Collected data entries:
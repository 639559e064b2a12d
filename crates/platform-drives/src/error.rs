//! Drive service error types

use thiserror::Error;

use platform_acl::AclError;
use platform_listing::ResourceId;

use crate::config::ConfigError;

/// Drive service errors.
#[derive(Debug, Clone, Error, PartialEq, Eq)]
pub enum DriveError {
    /// Drive does not exist or the caller cannot read it
    #[error("Drive not found: {0}")]
    NotFound(ResourceId),

    /// The identity provider does not know the caller
    #[error("Unknown actor: {0}")]
    UnknownActor(String),

    /// Caller can read the drive but lacks the required level
    #[error("Permission denied: {0}")]
    PermissionDenied(String),

    /// Malformed request
    #[error("Validation error: {0}")]
    Validation(String),

    /// ACL ledger rejected the update
    #[error(transparent)]
    Acl(#[from] AclError),

    /// Service misconfigured
    #[error("Configuration error: {0}")]
    Config(#[from] ConfigError),
}

/// Result type for drive operations.
pub type DriveResult<T> = Result<T, DriveError>;

impl DriveError {
    /// Get the HTTP status code for this error.
    pub fn status_code(&self) -> u16 {
        match self {
            DriveError::NotFound(_) => 404,
            DriveError::UnknownActor(_) => 401,
            DriveError::PermissionDenied(_) => 403,
            DriveError::Validation(_) => 422,
            DriveError::Acl(e) => e.status_code(),
            DriveError::Config(_) => 500,
        }
    }

    /// Get the error code for this error.
    pub fn error_code(&self) -> &'static str {
        match self {
            DriveError::NotFound(_) => "NOT_FOUND",
            DriveError::UnknownActor(_) => "UNAUTHENTICATED",
            DriveError::PermissionDenied(_) => "PERMISSION_DENIED",
            DriveError::Validation(_) => "VALIDATION_ERROR",
            DriveError::Acl(e) => e.error_code(),
            DriveError::Config(_) => "CONFIG_ERROR",
        }
    }
}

◆ **Task instructions**
Return each line above where the word "self" shows up.

◆ **Solution to this task**
    pub fn status_code(&self) -> u16 {
        match self {
    pub fn error_code(&self) -> &'static str {
        match self {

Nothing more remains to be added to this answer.